Exercise goal
Restate each entry word for word, leaving nothing out.

Records shown
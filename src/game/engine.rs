use std::collections::VecDeque;

use rand::rngs::StdRng;
use rand::{Rng, SeedableRng};

use super::action::{Action, Direction};
use super::config::GameConfig;
use super::state::{EpisodeStatus, Point, StepResult};
use super::SnakeEnvironment;

/// Headless Snake simulation driven by heading-relative actions.
pub struct SnakeGame {
    config: GameConfig,
    /// Body segments, head at the front.
    snake: VecDeque<Point>,
    direction: Direction,
    food: Point,
    score: u32,
    best_score: u32,
    frame_iteration: usize,
    rng: StdRng,
}

impl SnakeGame {
    pub fn new(config: GameConfig) -> Self {
        Self::with_rng(config, StdRng::from_os_rng())
    }

    /// Deterministic food placement for tests and reproducible runs.
    pub fn with_seed(config: GameConfig, seed: u64) -> Self {
        Self::with_rng(config, StdRng::seed_from_u64(seed))
    }

    fn with_rng(config: GameConfig, rng: StdRng) -> Self {
        let mut game = SnakeGame {
            config,
            snake: VecDeque::new(),
            direction: Direction::Right,
            food: Point::new(0, 0),
            score: 0,
            best_score: 0,
            frame_iteration: 0,
            rng,
        };
        game.reset();
        game
    }

    pub fn width(&self) -> usize {
        self.config.grid_width
    }

    pub fn height(&self) -> usize {
        self.config.grid_height
    }

    /// Body segments, head first.
    pub fn body(&self) -> impl Iterator<Item = &Point> {
        self.snake.iter()
    }

    pub fn len(&self) -> usize {
        self.snake.len()
    }

    pub fn is_empty(&self) -> bool {
        self.snake.is_empty()
    }

    /// Best score over all episodes played on this instance.
    pub fn best_score(&self) -> u32 {
        self.best_score.max(self.score)
    }

    pub fn frame_iteration(&self) -> usize {
        self.frame_iteration
    }

    /// Place food at a fixed cell. Used to script scenarios in tests.
    pub fn set_food(&mut self, food: Point) {
        self.food = food;
    }

    fn is_in_bounds(&self, point: Point) -> bool {
        point.x >= 0
            && point.x < self.config.grid_width as i32
            && point.y >= 0
            && point.y < self.config.grid_height as i32
    }

    fn place_food(&mut self) {
        let free: Vec<Point> = (0..self.config.grid_height as i32)
            .flat_map(|y| (0..self.config.grid_width as i32).map(move |x| Point::new(x, y)))
            .filter(|p| !self.snake.contains(p))
            .collect();
        // A full board leaves nowhere to put food; the head keeps it out of reach.
        self.food = if free.is_empty() {
            self.head()
        } else {
            free[self.rng.random_range(0..free.len())]
        };
    }
}

impl SnakeEnvironment for SnakeGame {
    fn head(&self) -> Point {
        self.snake[0]
    }

    fn direction(&self) -> Direction {
        self.direction
    }

    fn food(&self) -> Point {
        self.food
    }

    fn score(&self) -> u32 {
        self.score
    }

    fn is_collision(&self, point: Point) -> bool {
        !self.is_in_bounds(point) || self.snake.iter().skip(1).any(|p| *p == point)
    }

    fn play_step(&mut self, action: Action) -> StepResult {
        self.frame_iteration += 1;

        self.direction = self.direction.turned(action);
        let new_head = self.head().step(self.direction);
        self.snake.push_front(new_head);

        let status = if self.is_collision(new_head) {
            EpisodeStatus::Collision
        } else if self.frame_iteration > self.config.frame_timeout_multiplier * self.snake.len()
        {
            EpisodeStatus::Timeout
        } else {
            EpisodeStatus::Running
        };

        if status.is_done() {
            return StepResult {
                reward: self.config.collision_penalty,
                done: true,
                score: self.score,
                status,
            };
        }

        let mut reward = 0.0;
        if new_head == self.food {
            self.score += 1;
            reward = self.config.food_reward;
            self.place_food();
        } else {
            self.snake.pop_back();
        }

        StepResult {
            reward,
            done: false,
            score: self.score,
            status,
        }
    }

    fn reset(&mut self) {
        self.best_score = self.best_score.max(self.score);
        self.score = 0;
        self.frame_iteration = 0;
        self.direction = Direction::Right;

        let head = Point::new(
            (self.config.grid_width / 2) as i32,
            (self.config.grid_height / 2) as i32,
        );
        self.snake = (0..self.config.initial_snake_length.max(1) as i32)
            .map(|i| Point::new(head.x - i, head.y))
            .collect();
        self.place_food();
    }
}
//! # Snake DQN
//!
//! A Snake agent trained with Double Deep Q-Learning on the Burn ML framework,
//! with experience replay, shaped rewards, and versioned model checkpoints.
//!
//! ## Modules
//!
//! - [`game`] — Headless Snake engine, heading-relative actions, text rendering
//! - [`ai`] — State encoding, reward shaping, Q-network, Double-DQN trainer, agent
//! - [`training`] — Replay memory, training step driver, score history, game loop
//! - [`checkpoint`] — Versioned model store and metadata
//! - [`config`] — TOML configuration loading and validation
//! - [`error`] — Structured error types
//! - [`logging`] — Tracing subscriber setup for the binaries

#![recursion_limit = "256"]

pub mod ai;
pub mod checkpoint;
pub mod config;
pub mod error;
pub mod game;
pub mod logging;
pub mod training;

Expected answer
filename src/game/engine.rs
use std::collections::VecDeque;

use rand::rngs::StdRng;
use rand::{Rng, SeedableRng};

use super::action::{Action, Direction};
use super::config::GameConfig;
use super::state::{EpisodeStatus, Point, StepResult};
use super::SnakeEnvironment;

/// Headless Snake simulation driven by heading-relative actions.
pub struct SnakeGame {
    config: GameConfig,
    /// Body segments, head at the front.
    snake: VecDeque<Point>,
    direction: Direction,
    food: Point,
    score: u32,
    best_score: u32,
    frame_iteration: usize,
    rng: StdRng,
}

impl SnakeGame {
    pub fn new(config: GameConfig) -> Self {
        Self::with_rng(config, StdRng::from_os_rng())
    }

    /// Deterministic food placement for tests and reproducible runs.
    pub fn with_seed(config: GameConfig, seed: u64) -> Self {
        Self::with_rng(config, StdRng::seed_from_u64(seed))
    }

    fn with_rng(config: GameConfig, rng: StdRng) -> Self {
        let mut game = SnakeGame {
            config,
            snake: VecDeque::new(),
            direction: Direction::Right,
            food: Point::new(0, 0),
            score: 0,
            best_score: 0,
            frame_iteration: 0,
            rng,
        };
        game.reset();
        game
    }

    pub fn width(&self) -> usize {
        self.config.grid_width
    }

    pub fn height(&self) -> usize {
        self.config.grid_height
    }

    /// Body segments, head first.
    pub fn body(&self) -> impl Iterator<Item = &Point> {
        self.snake.iter()
    }

    pub fn len(&self) -> usize {
        self.snake.len()
    }

    pub fn is_empty(&self) -> bool {
        self.snake.is_empty()
    }

    /// Best score over all episodes played on this instance.
    pub fn best_score(&self) -> u32 {
        self.best_score.max(self.score)
    }

    pub fn frame_iteration(&self) -> usize {
        self.frame_iteration
    }

    /// Place food at a fixed cell. Used to script scenarios in tests.
    pub fn set_food(&mut self, food: Point) {
        self.food = food;
    }

    fn is_in_bounds(&self, point: Point) -> bool {
        point.x >= 0
            && point.x < self.config.grid_width as i32
            && point.y >= 0
            && point.y < self.config.grid_height as i32
    }

    fn place_food(&mut self) {
        let free: Vec<Point> = (0..self.config.grid_height as i32)
            .flat_map(|y| (0..self.config.grid_width as i32).map(move |x| Point::new(x, y)))
            .filter(|p| !self.snake.contains(p))
            .collect();
        // A full board leaves nowhere to put food; the head keeps it out of reach.
        self.food = if free.is_empty() {
            self.head()
        } else {
            free[self.rng.random_range(0..free.len())]
        };
    }
}

impl SnakeEnvironment for SnakeGame {
    fn head(&self) -> Point {
        self.snake[0]
    }

    fn direction(&self) -> Direction {
        self.direction
    }

    fn food(&self) -> Point {
        self.food
    }

    fn score(&self) -> u32 {
        self.score
    }

    fn is_collision(&self, point: Point) -> bool {
        !self.is_in_bounds(point) || self.snake.iter().skip(1).any(|p| *p == point)
    }

    fn play_step(&mut self, action: Action) -> StepResult {
        self.frame_iteration += 1;

        self.direction = self.direction.turned(action);
        let new_head = self.head().step(self.direction);
        self.snake.push_front(new_head);

        let status = if self.is_collision(new_head) {
            EpisodeStatus::Collision
        } else if self.frame_iteration > self.config.frame_timeout_multiplier * self.snake.len()
        {
            EpisodeStatus::Timeout
        } else {
            EpisodeStatus::Running
        };

        if status.is_done() {
            return StepResult {
                reward: self.config.collision_penalty,
                done: true,
                score: self.score,
                status,
            };
        }

        let mut reward = 0.0;
        if new_head == self.food {
            self.score += 1;
            reward = self.config.food_reward;
            self.place_food();
        } else {
            self.snake.pop_back();
        }

        StepResult {
            reward,
            done: false,
            score: self.score,
            status,
        }
    }

    fn reset(&mut self) {
        self.best_score = self.best_score.max(self.score);
        self.score = 0;
        self.frame_iteration = 0;
        self.direction = Direction::Right;

        let head = Point::new(
            (self.config.grid_width / 2) as i32,
            (self.config.grid_height / 2) as i32,
        );
        self.snake = (0..self.config.initial_snake_length.max(1) as i32)
            .map(|i| Point::new(head.x - i, head.y))
            .collect();
        self.place_food();
    }
}
//! # Snake DQN
//!
//! A Snake agent trained with Double Deep Q-Learning on the Burn ML framework,
//! with experience replay, shaped rewards, and versioned model checkpoints.
//!
//! ## Modules
//!
//! - [`game`] — Headless Snake engine, heading-relative actions, text rendering
//! - [`ai`] — State encoding, reward shaping, Q-network, Double-DQN trainer, agent
//! - [`training`] — Replay memory, training step driver, score history, game loop
//! - [`checkpoint`] — Versioned model store and metadata
//! - [`config`] — TOML configuration loading and validation
//! - [`error`] — Structured error types
//! - [`logging`] — Tracing subscriber setup for the binaries

#![recursion_limit = "256"]

pub mod ai;
pub mod checkpoint;
pub mod config;
pub mod error;
pub mod game;
pub mod logging;
pub mod training;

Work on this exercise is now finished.